## Task goal
Repeat exactly the lines from the start of the records below through the line that contains "through the build pipeline", including both.

## Information provided

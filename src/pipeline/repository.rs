use super::outputs::{RepositoryAnalysis, RepositoryOutcome};
use super::Pipeline;
use crate::builder::{render_setup_document, BuildPipeline};
use crate::clients::github::parse_repo_url;
use crate::error::Result;
use crate::report::{save_json, save_output_file};
use crate::repository::{detect, git, inspect, inspector, RepositoryRecord};
use crate::strategy::{build_monetization, StrategyContext};
use crate::transcript::RepositoryRef;
use chrono::Local;
use std::path::Path;
use tracing::{info, instrument, warn};

/// Setup documents of every repository that went through the build pipeline
pub(super) fn setup_document(repositories: &[RepositoryRecord]) -> Option<String> {
    let documents: Vec<String> = repositories
        .iter()
        .filter_map(|r| r.build.as_ref().map(|build| (r, build)))
        .map(|(r, build)| format!("<!-- {} -->\n\n{}", r.full_name(), render_setup_document(build)))
        .collect();

    if documents.is_empty() {
        None
    } else {
        Some(documents.join("\n---\n\n"))
    }
}

impl Pipeline {
    /// Fills in GitHub metadata for `record`
    ///
    /// Failures are logged and recorded in `record.errors`.
    async fn enrich_from_github(&self, record: &mut RepositoryRecord) {
        let (owner, repo) = (record.owner.clone(), record.repo.clone());

        match self.github.get_repository(&owner, &repo).await {
            Ok(info) => record.github = Some(info),
            Err(e) => {
                warn!(repository = %record.full_name(), error = %e, "No GitHub metadata");
                record.errors.push(format!("metadata: {}", e));
            }
        }
        match self.github.get_languages(&owner, &repo).await {
            Ok(languages) => record.languages = languages,
            Err(e) => record.errors.push(format!("languages: {}", e)),
        }
        match self.github.get_readme(&owner, &repo).await {
            Ok(readme) => record.readme = readme,
            Err(e) => record.errors.push(format!("readme: {}", e)),
        }
    }

    /// Clones the repository and records what inspection, detection and,
    /// when `build` is set, the build pipeline found
    ///
    /// The clone is removed before this returns.
    async fn analyze_checkout(&self, record: &mut RepositoryRecord, build: bool) -> Result<()> {
        let workspace = git::clone_repository(&record.url, self.config.build.clone_depth).await?;
        let root = workspace.path();
        record.local_path = Some(root.to_path_buf());

        let inspection = inspect(root);
        let detection = detect(root);

        if record.readme.is_empty() {
            record.readme = inspector::read_readme(root).unwrap_or_default();
        }
        if record.languages.is_empty() {
            record.languages = detection.languages.clone();
        }
        record.frameworks = detection.frameworks.clone();
        record.dependencies = inspection.dependencies.clone();

        if build {
            let summary = BuildPipeline::system(&self.config.build).run_all(root, &detection).await;
            info!(
                repository = %record.full_name(),
                success = summary.success(),
                "Build pipeline finished"
            );
            record.build = Some(summary);
        }

        record.inspection = Some(inspection);
        record.detection = Some(detection);
        Ok(())
    }

    /// Every optional step for one repository; failures end up in `errors`
    pub(super) async fn collect_repository(&self, mut record: RepositoryRecord, build: bool) -> RepositoryRecord {
        info!(repository = %record.full_name(), "Analyzing repository");
        self.enrich_from_github(&mut record).await;

        if let Err(e) = self.analyze_checkout(&mut record, build).await {
            warn!(repository = %record.full_name(), error = %e, "Could not analyze the checkout");
            record.errors.push(format!("clone: {}", e));
        }
        record
    }

    /// Analyzes one repository on its own
    ///
    /// Writes `<output_root>/repos/<name>_analysis.json`, and with `deploy`
    /// also builds the application and writes `<name>_setup.md`. A failed
    /// clone is an error here.
    #[instrument(skip(self, output_root))]
    pub async fn analyze_repository_url(&self, url: &str, output_root: &Path, deploy: bool) -> Result<RepositoryOutcome> {
        let (owner, repo) = parse_repo_url(url)?;
        let mut record = RepositoryRecord::from_ref(&RepositoryRef::new(&owner, &repo));

        self.enrich_from_github(&mut record).await;
        self.analyze_checkout(&mut record, deploy).await?;

        let market_fit = self.analyzer.analyze_repository_market_fit(&record).await;
        let monetization = build_monetization(&StrategyContext::from_repository(&record), record.inspection.as_ref());

        let repos_dir = output_root.join("repos");
        let setup_file = match &record.build {
            Some(build) => {
                let path = repos_dir.join(format!("{}_setup.md", repo));
                save_output_file(&render_setup_document(build), &path).await?;
                Some(path)
            }
            None => None,
        };
        let build_succeeded = record.build.as_ref().map(|b| b.success());

        let analysis = RepositoryAnalysis {
            repository: record,
            market_fit,
            monetization,
            analyzed_at: Local::now().to_rfc3339(),
        };
        let analysis_file = repos_dir.join(format!("{}_analysis.json", repo));
        save_json(&analysis, &analysis_file).await?;

        info!(file = %analysis_file.display(), "Repository analysis saved");
        Ok(RepositoryOutcome {
            name: repo,
            analysis_file,
            setup_file,
            build_succeeded,
        })
    }
}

## Response
filename src/pipeline/repository.rs
use super::outputs::{RepositoryAnalysis, RepositoryOutcome};
use super::Pipeline;
use crate::builder::{render_setup_document, BuildPipeline};
use crate::clients::github::parse_repo_url;
use crate::error::Result;
use crate::report::{save_json, save_output_file};
use crate::repository::{detect, git, inspect, inspector, RepositoryRecord};
use crate::strategy::{build_monetization, StrategyContext};
use crate::transcript::RepositoryRef;
use chrono::Local;
use std::path::Path;
use tracing::{info, instrument, warn};

/// Setup documents of every repository that went through the build pipeline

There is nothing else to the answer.